Thank you very much for your explanation. I'll try to convert pdf to image
and then to text via OCR. Which is the most accurate way to do this?
----- Original Message -----
From: <[email protected]>
To: <[email protected]>
Cc: <[email protected]>
Sent: Thursday, June 23, 2011 6:12 PM
Subject: Re: Text extraction results in strange characters
Dani,
The type of font being used is probably embedded and mapped to images of
the characters. This works great for viewing the document, but if you
don't have characters (ASCII or Unicode), you're not going to get
reasonable results when copying and pasting.
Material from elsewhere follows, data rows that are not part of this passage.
//! Front-matter parsing
//!
//! Documents open with a `---` line, followed by `key: value` lines, closed by
//! another `---` line. Two readers share that convention:
//!
//! * [`FrontMatter::parse`] is used when listing content. It never fails; a
//!   missing or unterminated block yields empty metadata and the raw text.
//! * [`StrictFrontMatter::parse`] is used when a single document is compiled
//!   in full, and rejects anything incomplete.

use indexmap::IndexMap;
use serde::Serialize;

use crate::error::{ContentError, Result};

/// Opening delimiter of a front-matter block
pub const DELIMITER: &str = "---";

/// Closing delimiter, searched for after the opening one
const CLOSING: &str = "\n---";

/// A single front-matter value
#[derive(Debug, Clone, PartialEq, Eq, Serialize)]
#[serde(untagged)]
pub enum FrontValue {
    /// A scalar, already trimmed and unquoted
    Text(String),
    /// An inline `[a, b, c]` sequence
    List(Vec<String>),
}

impl FrontValue {
    /// Render the value as plain text. Lists are joined with `,`.
    pub fn as_text(&self) -> String {
        match self {
            FrontValue::Text(s) => s.clone(),
            FrontValue::List(items) => items.join(","),
        }
    }
}

/// Ordered key/value metadata. A repeated key keeps its first position and
/// its last value.
pub type Metadata = IndexMap<String, FrontValue>;

/// Front-matter read by the permissive parser
#[derive(Debug, Clone, Default, PartialEq, Serialize)]
pub struct FrontMatter {
    pub fields: Metadata,
}

impl FrontMatter {
    /// Parse front-matter from content string
    /// Returns (front_matter, body)
    ///
    /// When the block is absent or never closed, the metadata is empty and
    /// the body is `raw` itself, untouched.
    pub fn parse(raw: &str) -> (Self, &str) {
        let trimmed = trim_leading(raw);

        let Some(rest) = trimmed.strip_prefix(DELIMITER) else {
            return (FrontMatter::default(), raw);
        };

        let Some((block, body)) = split_block(rest) else {
            return (FrontMatter::default(), raw);
        };

        let mut fields = Metadata::new();
        for line in block.lines() {
            let Some((key, value)) = line.split_once(':') else {
                continue;
            };
            let key = key.trim();
            if key.is_empty() {
                continue;
            }

            let value = strip_quotes(value.trim());
            let value = match inline_list(value) {
                Some(items) => FrontValue::List(items),
                None => FrontValue::Text(value.to_string()),
            };
            fields.insert(key.to_string(), value);
        }

        (Self { fields }, body)
    }

    /// Look up a field by key
    pub fn get(&self, key: &str) -> Option<&FrontValue> {
        self.fields.get(key)
    }

    /// Look up a field as text; empty values count as absent
    pub fn text(&self, key: &str) -> Option<String> {
        self.get(key)
            .map(FrontValue::as_text)
            .filter(|value| !value.is_empty())
    }

    pub fn is_empty(&self) -> bool {
        self.fields.is_empty()
    }
}

/// Front-matter read by the strict parser. All of `title`, `date` and
/// `summary` are guaranteed to be non-empty.
#[derive(Debug, Clone, PartialEq, Eq, Serialize)]
pub struct StrictFrontMatter {
    pub title: String,
    pub date: String,
    pub summary: String,
    pub tags: Vec<String>,
}

impl StrictFrontMatter {
    /// Parse front-matter, failing on a missing or unclosed block and on any
    /// missing required field. Lines without a colon are ignored.
    pub fn parse(raw: &str) -> Result<(Self, &str)> {
        let trimmed = trim_leading(raw);
        let rest = trimmed
            .strip_prefix(DELIMITER)
            .ok_or(ContentError::MissingFrontmatter)?;
        let (block, body) = split_block(rest).ok_or(ContentError::UnclosedFrontmatter)?;

        let mut fields: IndexMap<&str, &str> = IndexMap::new();
        for line in block.lines().map(str::trim).filter(|l| !l.is_empty()) {
            if let Some((key, value)) = line.split_once(':') {
                fields.insert(key.trim(), value.trim());
            }
        }

        let field = |key: &str| strip_double_quotes(fields.get(key).copied().unwrap_or("")).trim();
        let required = |key: &'static str| -> Result<String> {
            match field(key) {
                "" => Err(ContentError::MissingField(key)),
                value => Ok(value.to_string()),
            }
        };

        let title = required("title")?;
        let date = required("date")?;
        let summary = required("summary")?;

        let tags_raw = fields.get("tags").copied().unwrap_or("").trim();
        let tags_inner = tags_raw
            .strip_prefix('[')
            .and_then(|s| s.strip_suffix(']'))
            .unwrap_or(tags_raw);
        let tags = tags_inner
            .split(',')
            .map(|t| strip_double_quotes(t.trim()))
            .filter(|t| !t.is_empty())
            .map(str::to_string)
            .collect();

        Ok((
            Self {
                title,
                date,
                summary,
                tags,
            },
            body,
        ))
    }
}

/// Drop a byte-order mark and leading whitespace
fn trim_leading(raw: &str) -> &str {
    raw.trim_start_matches(|c: char| c == '\u{FEFF}' || c.is_whitespace())
}

/// Split the text following the opening delimiter into the metadata block and
/// the body. The body starts after the closing delimiter, leading whitespace
/// removed.
fn split_block(rest: &str) -> Option<(&str, &str)> {
    let end = rest.find(CLOSING)?;
    let block = rest[..end].trim();
    let body = rest[end + CLOSING.len()..].trim_start();
    Some((block, body))
}

/// Strip one layer of matching straight quotes
fn strip_quotes(value: &str) -> &str {
    for quote in ['"', '\''] {
        if let Some(inner) = value
            .strip_prefix(quote)
            .and_then(|v| v.strip_suffix(quote))
        {
            return inner;
        }
    }
    value
}

/// Strip a leading and a trailing `"`, each independently
fn strip_double_quotes(value: &str) -> &str {
    let value = value.strip_prefix('"').unwrap_or(value);
    value.strip_suffix('"').unwrap_or(value)
}

/// Parse `[a, b, c]` into its elements
fn inline_list(value: &str) -> Option<Vec<String>> {
    let inner = value.strip_prefix('[')?.strip_suffix(']')?.trim();
    if inner.is_empty() {
        return Some(Vec::new());
    }
    Some(
        inner
            .split(',')
            .map(|item| strip_quotes(item.trim()).to_string())
            .collect(),
    )
}

#[cfg(test)]
mod tests {
    use super::*;

    #[test]
    fn test_parse_frontmatter() {
        let content = r#"---
title: Building a FastAPI Service
date: 2025-06-15
tags: [Python, "FastAPI", 'APIs']
description: Notes from shipping a small service
---

This is the content.
"#;

        let (fm, body) = FrontMatter::parse(content);
        assert_eq!(fm.text("title").as_deref(), Some("Building a FastAPI Service"));
        assert_eq!(fm.text("date").as_deref(), Some("2025-06-15"));
        assert_eq!(
            fm.get("tags"),
            Some(&FrontValue::List(vec![
                "Python".to_string(),
                "FastAPI".to_string(),
                "APIs".to_string()
            ]))
        );
        assert_eq!(body, "This is the content.\n");
    }

    #[test]
    fn test_no_delimiter_returns_raw() {
        let content = "  # Just markdown\n\ntitle: not metadata\n";
        let (fm, body) = FrontMatter::parse(content);
        assert!(fm.is_empty());
        assert_eq!(body, content);
    }

    #[test]
    fn test_unclosed_block_returns_raw() {
        let content = "---\ntitle: Dangling\ndate: 2024-01-01\n\nNo closing line.";
        let (fm, body) = FrontMatter::parse(content);
        assert!(fm.is_empty());
        assert_eq!(body, content);
    }

    #[test]
    fn test_lines_without_colon_are_skipped() {
        let content = "---\ntitle: Kept\njust some words\ndate: 2024-01-01\n---\nBody";
        let (fm, body) = FrontMatter::parse(content);
        assert_eq!(fm.fields.len(), 2);
        assert_eq!(fm.text("title").as_deref(), Some("Kept"));
        assert_eq!(body, "Body");
    }

    #[test]
    fn test_value_split_on_first_colon() {
        let content = "---\ntitle: Ratio 3:2 explained\n---\n";
        let (fm, _) = FrontMatter::parse(content);
        assert_eq!(fm.text("title").as_deref(), Some("Ratio 3:2 explained"));
    }

    #[test]
    fn test_quotes_stripped_once() {
        let content = "---\ntitle: \"'Quoted'\"\nsummary: \"half\n---\n";
        let (fm, _) = FrontMatter::parse(content);
        assert_eq!(fm.text("title").as_deref(), Some("'Quoted'"));
        assert_eq!(fm.text("summary").as_deref(), Some("\"half"));
    }

    #[test]
    fn test_quoted_list_is_still_a_list() {
        let content = "---\ntags: \"[a, b]\"\n---\n";
        let (fm, _) = FrontMatter::parse(content);
        assert_eq!(
            fm.get("tags"),
            Some(&FrontValue::List(vec!["a".to_string(), "b".to_string()]))
        );
    }

    #[test]
    fn test_empty_list() {
        let content = "---\ntags: [ ]\n---\n";
        let (fm, _) = FrontMatter::parse(content);
        assert_eq!(fm.get("tags"), Some(&FrontValue::List(Vec::new())));
    }

    #[test]
    fn test_crlf_line_endings() {
        let content = "---\r\ntitle: Windows\r\ndate: 2024-02-02\r\n---\r\nBody\r\n";
        let (fm, body) = FrontMatter::parse(content);
        assert_eq!(fm.text("title").as_deref(), Some("Windows"));
        assert_eq!(fm.text("date").as_deref(), Some("2024-02-02"));
        assert_eq!(body, "Body\r\n");
    }

    #[test]
    fn test_strict_parse() {
        let content = r#"---
title: "Career Notes"
date: 2025-12-19
summary: What I learned this year
tags: Tech, Data,
---
Body text
"#;
        let (fm, body) = StrictFrontMatter::parse(content).unwrap();
        assert_eq!(fm.title, "Career Notes");
        assert_eq!(fm.date, "2025-12-19");
        assert_eq!(fm.summary, "What I learned this year");
        assert_eq!(fm.tags, vec!["Tech", "Data"]);
        assert_eq!(body, "Body text\n");
    }

    #[test]
    fn test_strict_missing_opening() {
        let err = StrictFrontMatter::parse("title: x\n").unwrap_err();
        assert!(matches!(err, ContentError::MissingFrontmatter));
    }

    #[test]
    fn test_strict_unclosed_vs_permissive() {
        let content = "---\ntitle: x\ndate: 2024-01-01\nsummary: s\n";
        let err = StrictFrontMatter::parse(content).unwrap_err();
        assert!(matches!(err, ContentError::UnclosedFrontmatter));

        let (fm, body) = FrontMatter::parse(content);
        assert!(fm.is_empty());
        assert_eq!(body, content);
    }

    #[test]
    fn test_strict_missing_field() {
        let content = "---\ntitle: x\ndate: 2024-01-01\n---\nBody";
        let err = StrictFrontMatter::parse(content).unwrap_err();
        assert!(matches!(err, ContentError::MissingField("summary")));
    }

    #[test]
    fn test_strict_bracket_tags() {
        let content = "---\ntitle: x\ndate: 2024-01-01\nsummary: s\ntags: [\"A\", B]\n---\n";
        let (fm, _) = StrictFrontMatter::parse(content).unwrap();
        assert_eq!(fm.tags, vec!["A", "B"]);
    }

    #[test]
    fn test_byte_order_mark() {
        let content = "\u{FEFF}---\ntitle: With BOM\ndate: 2025-01-01\nsummary: s\n---\nBody";
        let (fm, body) = FrontMatter::parse(content);
        assert_eq!(fm.text("title").as_deref(), Some("With BOM"));
        assert_eq!(fm.text("date").as_deref(), Some("2025-01-01"));
        assert_eq!(body, "Body");

        let (fm, body) = StrictFrontMatter::parse(content).unwrap();
        assert_eq!(fm.title, "With BOM");
        assert_eq!(body, "Body");
    }
}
If my theory is correct,
you'll find that you will also be unable to copy & paste using Adobe
Reader. The only way to get the text out of a file like this would be to
convert it to an image, and then try to use ocr (optical character
recognition) to extract the text. As you probably already know, OCR is
not 100% accurate, but it'd be better than nothing.
Developers,
I suggest we add this to the FAQ on the website. I've seen it come up a
few times, and it's a very interesting explanation.
----
Thanks,
Adam
From:
Daniel Sánchez González <[email protected]>
To:
[email protected]
Date:
06/23/2011 04:55
Subject:
Text extraction results in strange characters
When I try to convert a PDF to text the operation results in strange
characters. If I copy some text from PDF file and paste it in a text
editor,
I've got the same result.
What is wrong?
Thanks in advance.
Dani
- FHA 203b; 203k; HECM; VA; USDA; Conventional
- Warehouse Lines; FHA-Authorized Originators
- Lending and Servicing in over 45 States
www.swmc.com - www.simplehecmcalculator.com Visit
www.swmc.com/resources for helpful links on Training, Webinars, Lender
Alerts and Submitting Conditions
This email and any content within or attached hereto from Sun West Mortgage
Company, Inc. is confidential and/or legally privileged. The information is
intended only for the use of the individual or entity named on this email.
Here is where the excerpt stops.